Yakoob is a Telugu poet, a teacher, and the founder of 'Kavisangamam'. Chekuri Ramarao ('Chera') praised him in the 'Cheratalu' column of the *Andhra Jyothi* newspaper, describing him with the phrase "Bahut Khoob Yakoob" (Excellent Yakoob) in the context of Telugu poetry. He was appointed as a Telugu advisor to the Sahitya Akademi

He has instituted the 'Rottamakurevu Poetry Award'—in memory of his father (the late) Shaik Mohammad Miya, his mentor (the late) K.L. Narasimha Rao, and his uncle (the late) Puritipati Rami Reddy—and presents it to young poets. Poet Yaqoob was elected as the President of the Hyderabad Book Fair on May 21, 2024.

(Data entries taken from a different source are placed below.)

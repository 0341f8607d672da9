// src/main.rs
// =============================================================================
// This is the entry point of the explorer CLI.
//
// What happens here:
// 1. Parse command-line arguments using clap
// 2. Set up logging (tracing, to stderr)
// 3. Build the immutable Config and the GitHub client from it
// 4. Dispatch to the subcommand handler
// 5. Exit with a proper code (0 = success, 1 = requested file could not be
//    shown, 2 = unexpected error)
//
// Each handler applies the failure policy of its page: profile and listing
// problems show up as "nothing here", a file that cannot be fetched is an
// error the user gets to see.
// =============================================================================

mod browser;
mod cli;
mod config;
mod error;
mod github;
mod languages;
mod render;
mod repos;
mod shell;
mod viewer;

use anyhow::{bail, Context, Result};
use clap::Parser;
use tracing::{info, warn};
use tracing_subscriber::{layer::SubscriberExt, util::SubscriberInitExt, EnvFilter};

use browser::{browser_url, linked_repo, links_to_repo, Location, NavigationPath};
use cli::{Cli, Commands};
use config::Config;
use github::{GithubApi, GithubClient};
use viewer::ViewOutcome;

#[tokio::main]
async fn main() {
    let exit_code = match run().await {
        Ok(code) => code,
        Err(e) => {
            eprintln!("Error: {:#}", e);
            2
        }
    };

    std::process::exit(exit_code);
}

async fn run() -> Result<i32> {
    // Step 1: Parse command-line arguments
    // clap handles --help and bad input itself
    let cli = Cli::parse();

    // Step 2: Logging goes to stderr so stdout stays clean for --json
    init_logging(cli.verbose);

    // Step 3: Read the environment once; --user overrides the configured account
    let config = Config::from_env()?.with_username(cli.user);
    if config.token.is_none() {
        warn!("GITHUB_TOKEN is not set; requests are unauthenticated and may be rate limited");
    }

    // Step 4: One HTTP client for the whole run
    let client = GithubClient::new(config.clone()).context("Failed to create HTTP client")?;

    // Step 5: Hand off to the subcommand; each returns its exit code
    match cli.command {
        Commands::Profile { json } => handle_profile(&client, json).await,
        Commands::Repos { filter, json } => handle_repos(&client, filter, json).await,
        Commands::Languages { top, json } => handle_languages(&client, top, json).await,
        Commands::Ls { repo, path, json } => handle_ls(&client, &config, &repo, &path, json).await,
        Commands::View { repo, path, json } => handle_view(&client, &repo, &path, json).await,
        Commands::Browse { repo, url } => handle_browse(&client, &config, &repo, url).await,
    }
}

// RUST_LOG wins; otherwise warnings only, or everything with --verbose
fn init_logging(verbose: bool) {
    let default_level = if verbose { "debug" } else { "warn" };
    let filter =
        EnvFilter::try_from_default_env().unwrap_or_else(|_| EnvFilter::new(default_level));

    tracing_subscriber::registry()
        .with(filter)
        .with(tracing_subscriber::fmt::layer().with_writer(std::io::stderr))
        .init();
}

async fn handle_profile(client: &GithubClient, json: bool) -> Result<i32> {
    // A missing profile is not an error, the card just stays empty
    match github::load_profile(client).await {
        Some(profile) if json => render::print_json(&profile)?,
        Some(profile) => render::print_profile(&profile),
        None => println!("⏳ No profile available for {}", client.username()),
    }
    Ok(0)
}

async fn handle_repos(client: &GithubClient, filter: repos::RepoFilter, json: bool) -> Result<i32> {
    // Failed fetch -> empty list (already logged)
    let all = github::load_repositories(client).await;

    // Sort by stars, then keep only what the filter asks for
    let selected = repos::select(&all, filter);

    if json {
        render::print_json(&selected)?;
    } else {
        render::print_repos(&selected);
    }
    Ok(0)
}

async fn handle_languages(client: &GithubClient, top: Option<usize>, json: bool) -> Result<i32> {
    // Step 1: Every repository of the account
    let all = github::load_repositories(client).await;

    // Step 2: Fetch their languages concurrently and sum the ones that answered
    let report = languages::aggregate_languages(client, &all).await;

    // Step 3: Pick the rows to show (all, or the top N by bytes)
    let rows = render::language_rows(&report.tally, top);

    if json {
        render::print_json(&rows)?;
    } else {
        render::print_languages(&report.tally, &rows);
    }

    // Step 4: Each failure was logged on its own; add a summary for --verbose runs
    if !report.failures.is_empty() {
        let skipped: Vec<&str> = report
            .failures
            .iter()
            .map(|failure| failure.repo.as_str())
            .collect();
        info!(
            skipped = skipped.len(),
            total = all.len(),
            repos = %skipped.join(", "),
            "Language totals leave out repositories whose fetch failed"
        );
    }
    Ok(0)
}

async fn handle_ls(
    client: &GithubClient,
    config: &Config,
    repo: &str,
    path: &str,
    json: bool,
) -> Result<i32> {
    // Normalize "a//b/" to "a/b" before it reaches the API or the link
    let path = NavigationPath::parse(path);

    // Any failure shows up as an empty directory
    let entries = github::list_directory(client, repo, &path.to_string()).await;

    if json {
        render::print_json(&entries)?;
    } else {
        // Shareable link first, like the browser's address bar
        println!("{}", browser_url(&config.site_base, repo, &path));
        render::print_listing(&entries);
    }
    Ok(0)
}

async fn handle_view(client: &GithubClient, repo: &str, path: &str, json: bool) -> Result<i32> {
    // Step 1: Fetch and decode; only a failed request is an error here
    let outcome = match viewer::open_file(client, repo, path).await {
        Ok(outcome) => outcome,
        Err(e) => {
            eprintln!("❌ Could not load {}: {}", path, e);
            return Ok(1);
        }
    };

    // Step 2: Show it, or fall back the way the file page does
    match outcome {
        ViewOutcome::Show(content) if json => render::print_json(&content)?,
        ViewOutcome::Show(content) => {
            let link = viewer::github_blob_url(client.username(), repo, &content.path);
            render::print_file(&content, &link);
        }
        ViewOutcome::RedirectToListing(parent) => {
            // Same recovery as the file page: show the enclosing directory
            eprintln!("📂 {} is a directory; listing /{} instead", path, parent);
            let entries = github::list_directory(client, repo, &parent.to_string()).await;
            if json {
                render::print_json(&entries)?;
            } else {
                render::print_listing(&entries);
            }
        }
        ViewOutcome::NothingToShow => {
            eprintln!("⚠️  {} has no displayable content", path);
            return Ok(1);
        }
    }
    Ok(0)
}

async fn handle_browse(
    client: &GithubClient,
    config: &Config,
    repo: &str,
    url: Option<String>,
) -> Result<i32> {
    // The starting URL is read once to seed the path; without one, start at the root
    let location = match url {
        Some(url) => {
            let location =
                Location::parse(&url).with_context(|| format!("Invalid browser link: {}", url))?;

            // A link into another repository would be browsed under the wrong name
            if !links_to_repo(location.current(), repo) {
                bail!(
                    "Browser link is for repository '{}', not '{}': {}",
                    linked_repo(location.current()).unwrap_or_default(),
                    repo,
                    url
                );
            }
            location
        }
        None => Location::new(browser_url(&config.site_base, repo, &NavigationPath::root())),
    };

    shell::run(client, repo, config.site_base.clone(), location).await?;
    Ok(0)
}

The state government issued orders appointing him as a member of the Advisory Committee of the Telangana Department of Language and Culture on June 30, 2025.

== Birth ==
Yakub was born on March 2, 1962, to the couple Shaik Mohammad Miya and Shaik Hoorambi in Rottamaku Revu village, Karepalli Mandal, Khammam district. He was the second among five brothers and one sister..

== Education ==
He completed his schooling at the Government High School in Karepalli (Singareni Mandal), pursued his Intermediate (Bi.P.C.) at K.Y.K.R.Y. & B.N. Gouds Government Junior College in Kothagudem, and obtained a B.Com. degree from Seelam Siddhareddy Degree College in Khammam. Subsequently, he completed an M.A. in Telugu at Osmania University and underwent Telugu Pandit training at the Comprehensive College in Masab Tank. In 1990, he received an M.Phil. degree from the Faculty of Literature at Telugu University, Rajahmundry, for his work on the topic "Rara Margam" in Telugu literary criticism. In 2007, he was awarded a Ph.D. by Osmania University following his research on "Telugu Literary Criticism – Modern Trends."

== Family ==
He married Dr. P. Lakshmi (Shilalolita) on May 10, 1991. They have two sons, Sandeep and Sahir Bharati.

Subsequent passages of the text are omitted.